#### Data excerpts ####

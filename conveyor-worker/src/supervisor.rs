// Copyright 2024 Golem Cloud
//
// Licensed under the Apache License, Version 2.0 (the "License");
// you may not use this file except in compliance with the License.
// You may obtain a copy of the License at
//
//     http://www.apache.org/licenses/LICENSE-2.0
//
// Unless required by applicable law or agreed to in writing, software
// distributed under the License is distributed on an "AS IS" BASIS,
// WITHOUT WARRANTIES OR CONDITIONS OF ANY KIND, either express or implied.
// See the License for the specific language governing permissions and
// limitations under the License.

use std::path::Path;
use std::process::ExitStatus;
use std::time::{Duration, Instant};

use tokio::process::{Child, Command};
use tracing::{debug, warn};

use crate::model::TaskId;

/// A forked task execution process.
///
/// The child is this worker binary re-invoked with the `execute-task`
/// subcommand; it reports nothing back but its exit status, all task
/// state lands on the task row.
pub struct TaskChild {
    child: Child,
    task_id: TaskId,
    started_at: Instant,
}

impl TaskChild {
    pub fn spawn(task_id: &TaskId, working_dir: &Path) -> anyhow::Result<TaskChild> {
        let exe = std::env::current_exe()?;
        let mut command = Command::new(exe);
        command
            .arg("execute-task")
            .arg("--task-id")
            .arg(task_id.to_string())
            .arg("--working-dir")
            .arg(working_dir);
        Self::spawn_with(command, *task_id)
    }

    pub fn spawn_with(mut command: Command, task_id: TaskId) -> anyhow::Result<TaskChild> {
        command.kill_on_drop(true);
        let child = command.spawn()?;
        debug!(
            "Spawned task process {} for task {task_id}",
            child.id().unwrap_or(0)
        );
        Ok(TaskChild {
            child,
            task_id,
            started_at: Instant::now(),
        })
    }

    pub fn task_id(&self) -> &TaskId {
        &self.task_id
    }

    pub fn elapsed(&self) -> Duration {
        self.started_at.elapsed()
    }

    /// Cancel safe; losing the race in a `select!` leaves the child
    /// running and the wait can be retried.
    pub async fn wait(&mut self) -> std::io::Result<ExitStatus> {
        self.child.wait().await
    }

    /// Delivers the cooperative abort hint (SIGUSR1) to the task
    /// process tree. The child decides how to wind down; nothing is
    /// torn down here.
    pub async fn abort(&self) {
        let Some(pid) = self.child.id() else {
            return;
        };
        let config = kill_tree::Config {
            signal: "SIGUSR1".to_string(),
            ..kill_tree::Config::default()
        };
        match kill_tree::tokio::kill_tree_with_config(pid, &config).await {
            Ok(_) => debug!("Sent abort hint to task process {pid}"),
            Err(error) => warn!("Failed to send abort hint to task process {pid}: {error}"),
        }
    }

    /// Hard kill, the escalation once the abort hint went unanswered.
    pub async fn kill(&mut self) {
        let task_id = self.task_id;
        if let Err(error) = self.child.kill().await {
            warn!("Failed to kill task process for task {task_id}: {error}");
        }
    }
}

####

* **Task prompt**
Transcribe the lines from the first line of the records through the line that contains "express or implied.", both included, and add nothing else.

* **Result of the exercise**
filename conveyor-worker/src/supervisor.rs
// Copyright 2024 Golem Cloud
//
// Licensed under the Apache License, Version 2.0 (the "License");
// you may not use this file except in compliance with the License.
// You may obtain a copy of the License at
//
//     http://www.apache.org/licenses/LICENSE-2.0
//
// Unless required by applicable law or agreed to in writing, software
// distributed under the License is distributed on an "AS IS" BASIS,
// WITHOUT WARRANTIES OR CONDITIONS OF ANY KIND, either express or implied.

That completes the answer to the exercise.